Newsday Editorial
September 19, 2015 – newsday.co.tt
FORMER President George Maxwell Richards must be doing something right. With just one speech, he’s managed to upset all sides of the political divide.
Before he had even finished his remarks delivered at the religious service held to mark the opening of the Law Term on Wednesday, detractors wrongly speculated he had made an error; that his remarks were not intended for the occasion.
Hours after, apologists and representatives of the People’s Partnership (PP) attacked Richards for supposedly demonstrating a bias against equal access to justice, as represented by the opening of a campus of the University of the West Indies (UWI) in Debe.

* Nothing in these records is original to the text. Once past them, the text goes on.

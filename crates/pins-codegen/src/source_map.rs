//! Source mapping: code address → PINS function and source location.
//!
//! Each entry covers one function's instructions in the assembled code
//! segment. This lets a host resolve a runtime fault at some PC back to a
//! function name and source position.
//!
//! Granularity is per function; per-instruction locations are kept on the
//! instructions themselves.

use pins_types::Span;
use serde::{Deserialize, Serialize};

/// A complete source map for an assembled program.
#[derive(Debug, Clone, Default, PartialEq, Eq, Serialize, Deserialize)]
pub struct SourceMap {
    pub entries: Vec<SourceMapEntry>,
}

/// One function's code range.
#[derive(Debug, Clone, PartialEq, Eq, Serialize, Deserialize)]
pub struct SourceMapEntry {
    /// Code label of the function ("main", "outer.inner").
    pub label: String,
    /// Address of the function's first instruction.
    pub address: i32,
    /// Bytes of code the function occupies.
    pub size: i32,
    /// Source span of the definition (1-based line/column).
    #[serde(skip_serializing_if = "Option::is_none")]
    pub span: Option<Span>,
}

impl SourceMap {
    pub fn new() -> Self {
        Self {
            entries: Vec::new(),
        }
    }

    /// Push a new entry.
    pub fn push(&mut self, label: impl Into<String>, address: i32, size: i32, span: Option<Span>) {
        self.entries.push(SourceMapEntry {
            label: label.into(),
            address,
            size,
            span,
        });
    }

    /// The function whose code contains `pc`.
    pub fn find_by_address(&self, pc: i32) -> Option<&SourceMapEntry> {
        self.entries
            .iter()
            .find(|e| e.address <= pc && pc < e.address + e.size)
    }

    /// Serialize to JSON bytes.
    pub fn to_json(&self) -> Vec<u8> {
        serde_json::to_vec(self).unwrap_or_default()
    }

    /// Deserialize from JSON bytes.
    pub fn from_json(data: &[u8]) -> Option<Self> {
        serde_json::from_slice(data).ok()
    }
}
//! AST node types for the PINS language.
//!
//! Every node carries a [`NodeId`]; source locations, name resolution and
//! lvalue-ness live in side tables keyed by that id (see [`crate::attr`]).
//! Literals keep their source lexeme; decoding happens in the layout stage.

use serde::{Deserialize, Serialize};
use std::fmt;

/// Stable identity of an AST node, unique within one program.
#[derive(Debug, Clone, Copy, PartialEq, Eq, PartialOrd, Ord, Hash, Serialize, Deserialize)]
pub struct NodeId(pub u32);

impl fmt::Display for NodeId {
    fn fmt(&self, f: &mut fmt::Formatter<'_>) -> fmt::Result {
        write!(f, "#{}", self.0)
    }
}

// ══════════════════════════════════════════════════════════════════════════════
// Top Level
// ══════════════════════════════════════════════════════════════════════════════

/// A complete program: top-level function and variable definitions in
/// source order.
#[derive(Debug, Clone, PartialEq)]
pub struct Program {
    pub defs: Vec<Def>,
}

// ══════════════════════════════════════════════════════════════════════════════
// Definitions
// ══════════════════════════════════════════════════════════════════════════════

/// A definition that may appear at top level or in a `let` block.
#[derive(Debug, Clone, PartialEq)]
pub enum Def {
    Fun(FunDef),
    Var(VarDef),
}

impl Def {
    pub fn id(&self) -> NodeId {
        match self {
            Def::Fun(fun) => fun.id,
            Def::Var(var) => var.id,
        }
    }

    pub fn name(&self) -> &str {
        match self {
            Def::Fun(fun) => &fun.name,
            Def::Var(var) => &var.name,
        }
    }
}

/// `fun name(pars) = stmts`
///
/// A function without statements is a declaration of an external
/// (runtime-provided) function.
#[derive(Debug, Clone, PartialEq)]
pub struct FunDef {
    pub id: NodeId,
    pub name: String,
    pub pars: Vec<ParDef>,
    pub stmts: Vec<Stmt>,
}

impl FunDef {
    /// True when the function has no body and is provided by the runtime.
    pub fn is_external(&self) -> bool {
        self.stmts.is_empty()
    }
}

/// A function parameter.
#[derive(Debug, Clone, PartialEq)]
pub struct ParDef {
    pub id: NodeId,
    pub name: String,
}

/// `var name = init, init, ...`
#[derive(Debug, Clone, PartialEq)]
pub struct VarDef {
    pub id: NodeId,
    pub name: String,
    pub inits: Vec<Init>,
}

/// One initializer element: `num * value`, i.e. `num` copies of `value`.
#[derive(Debug, Clone, PartialEq)]
pub struct Init {
    pub id: NodeId,
    pub num: Atom,
    pub value: Atom,
}

// ══════════════════════════════════════════════════════════════════════════════
// Statements
// ══════════════════════════════════════════════════════════════════════════════

#[derive(Debug, Clone, PartialEq)]
pub struct Stmt {
    pub id: NodeId,
    pub kind: StmtKind,
}

#[derive(Debug, Clone, PartialEq)]
pub enum StmtKind {
    /// `expr`
    Expr(Expr),
    /// `dst = src`
    Assign { dst: Expr, src: Expr },
    /// `if cond then stmts else stmts end`
    If {
        cond: Expr,
        then_stmts: Vec<Stmt>,
        else_stmts: Vec<Stmt>,
    },
    /// `while cond do stmts end`
    While { cond: Expr, stmts: Vec<Stmt> },
    /// `let defs in stmts end`
    Let { defs: Vec<Def>, stmts: Vec<Stmt> },
}

// ══════════════════════════════════════════════════════════════════════════════
// Expressions
// ══════════════════════════════════════════════════════════════════════════════

#[derive(Debug, Clone, PartialEq)]
pub struct Expr {
    pub id: NodeId,
    pub kind: ExprKind,
}

#[derive(Debug, Clone, PartialEq)]
pub enum ExprKind {
    /// Integer, character or string constant.
    Atom(Atom),
    /// `not e`, `+e`, `-e`, `^e`, `e^`
    Unary { op: UnOp, expr: Box<Expr> },
    /// `fst op snd`
    Binary {
        op: BinOp,
        fst: Box<Expr>,
        snd: Box<Expr>,
    },
    /// Use of a variable or parameter.
    Var { name: String },
    /// `name(args...)`
    Call { name: String, args: Vec<Expr> },
}

/// A constant as written in the source.
#[derive(Debug, Clone, PartialEq, Eq)]
pub struct Atom {
    pub id: NodeId,
    pub kind: AtomKind,
    /// Source lexeme, including quotes for characters and strings.
    pub lexeme: String,
}

#[derive(Debug, Clone, Copy, PartialEq, Eq, Serialize, Deserialize)]
pub enum AtomKind {
    Int,
    Char,
    Str,
}

// ── Operators ─────────────────────────────────────────────────────────────────

/// Prefix and postfix operators.
#[derive(Debug, Clone, Copy, PartialEq, Eq, Serialize, Deserialize)]
pub enum UnOp {
    /// `not e`
    Not,
    /// `+e`
    Add,
    /// `-e`
    Sub,
    /// `^e`: address of a variable.
    AddrOf,
    /// `e^`: value at an address.
    ValueAt,
}

/// Binary operators (in precedence order, lowest first).
#[derive(Debug, Clone, Copy, PartialEq, Eq, Serialize, Deserialize)]
pub enum BinOp {
    Or,
    And,
    Eq,
    Neq,
    Gt,
    Lt,
    Ge,
    Le,
    Add,
    Sub,
    Mul,
    Div,
    Mod,
}

impl BinOp {
    /// Returns the operator symbol.
    pub fn as_str(&self) -> &'static str {
        match self {
            BinOp::Or => "||",
            BinOp::And => "&&",
            BinOp::Eq => "==",
            BinOp::Neq => "!=",
            BinOp::Gt => ">",
            BinOp::Lt => "<",
            BinOp::Ge => ">=",
            BinOp::Le => "<=",
            BinOp::Add => "+",
            BinOp::Sub => "-",
            BinOp::Mul => "*",
            BinOp::Div => "/",
            BinOp::Mod => "%",
        }
    }

    pub fn is_relational(&self) -> bool {
        matches!(
            self,
            BinOp::Eq | BinOp::Neq | BinOp::Gt | BinOp::Lt | BinOp::Ge | BinOp::Le
        )
    }
}

// ══════════════════════════════════════════════════════════════════════════════
// Traversal helpers
// ══════════════════════════════════════════════════════════════════════════════

/// Call `f` on every function definition in pre-order (a function before
/// the functions nested in its body).
pub fn walk_funs<'a>(defs: &'a [Def], f: &mut impl FnMut(&'a FunDef)) {
    for def in defs {
        if let Def::Fun(fun) = def {
            f(fun);
            walk_stmt_funs(&fun.stmts, f);
        }
    }
}

fn walk_stmt_funs<'a>(stmts: &'a [Stmt], f: &mut impl FnMut(&'a FunDef)) {
    for stmt in stmts {
        match &stmt.kind {
            StmtKind::Expr(_) | StmtKind::Assign { .. } => {}
            StmtKind::If {
                then_stmts,
                else_stmts,
                ..
            } => {
                walk_stmt_funs(then_stmts, f);
                walk_stmt_funs(else_stmts, f);
            }
            StmtKind::While { stmts, .. } => walk_stmt_funs(stmts, f),
            StmtKind::Let { defs, stmts } => {
                walk_stmt_funs(stmts, f);
                walk_funs(defs, f);
            }
        }
    }
}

At the same time, apologists and representatives of the now ruling People’s National Movement (PNM) questioned why Richards, all of a sudden, chose the tenure of Prime Minister Dr Keith Rowley to find the pulpit.
In truth, Richards has been very vocal in the past. Under then Prime Minister Kamla Persad- Bissessar, he was accused by PP advocates of being overly partisan when he voiced concerns over the Section 34 fiasco and delivered critical remarks in speeches at ceremonial openings of Parliament.
The PNM apologists who accuse Richards now of bias to the PP must not forget that it was Richards to whom their political leader went with the infamous “emails” which outlined, among other things, a supposed plot to harm a journalist.
Those who were surprised at the former President’s outspokenness have also forgotten that it was Richards who, under former PNM Prime Minister Patrick Manning, appointed a person who was ineligible to serve on the Integrity Commission – a member of the Calder Hart-chaired National Insurance Board. When the public then called for Richards to resign, he blasted the country, accusing it of disrespect.
In the entire hullabaloo, people have lost sight of what Richards actually said on Wednesday.
Richards took great care to deliver as neutral a speech as possible, simply reporting matters which had come to his attention since the new Debe campus opened in July.
Those who question his timing would do well to note that the matter of staffing of the new law faculty could only have arisen recently. The former President expressed no view on the suitability of the location but rather reported on the apparent attitude of staff, an attitude which threatened, in his mind, to isolate students. If his carefully-chosen words infuriated, it was because he did not go as far as some – on either side of the political spectrum – may have liked.
What Richards has done, however, is start or even continue an important conversation about a key issue which calls for attention.
How are the new facilities, opened in a blitz by the PP on the eve of the September 7 general election, to be staffed and administered in the coming days, weeks, months? At Wednesday’s event, Persad-Bissessar expressed her own fears that the new Couva Children’s Hospital might be left standing empty, a point that resonated from opposition platforms during the campaigning, given staff shortages and other inadequacies existing in the country’s health system.
Clearly, Richards simply raised an issue which was possibly left pending by the PP and which now falls to the PNM to deal with. In reporting on the attitude of staff who appear to have a bias against travelling to Debe, Richards has also invited reflection on the appropriateness of such. If indeed staff doesn’t want to travel to Debe to fulfil duties to students, this would be an unfortunate travesty, one worthy of the strongest degree of condemnation. We should not shoot Richards, then, for simply being the messenger.